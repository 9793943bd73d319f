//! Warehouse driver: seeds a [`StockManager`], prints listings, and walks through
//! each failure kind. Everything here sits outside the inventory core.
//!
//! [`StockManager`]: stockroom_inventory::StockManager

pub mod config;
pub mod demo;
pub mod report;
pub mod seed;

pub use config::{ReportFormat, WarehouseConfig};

☆ ☆ ☆

(REQUIREMENT): Word for word, copy out the records.

(ANSWER TO THE PROBLEM):
repository 9793943bd73d319f
//! Warehouse driver: seeds a [`StockManager`], prints listings, and walks through
//! each failure kind. Everything here sits outside the inventory core.
//!
//! [`StockManager`]: stockroom_inventory::StockManager

pub mod config;
pub mod demo;
pub mod report;
pub mod seed;

pub use config::{ReportFormat, WarehouseConfig};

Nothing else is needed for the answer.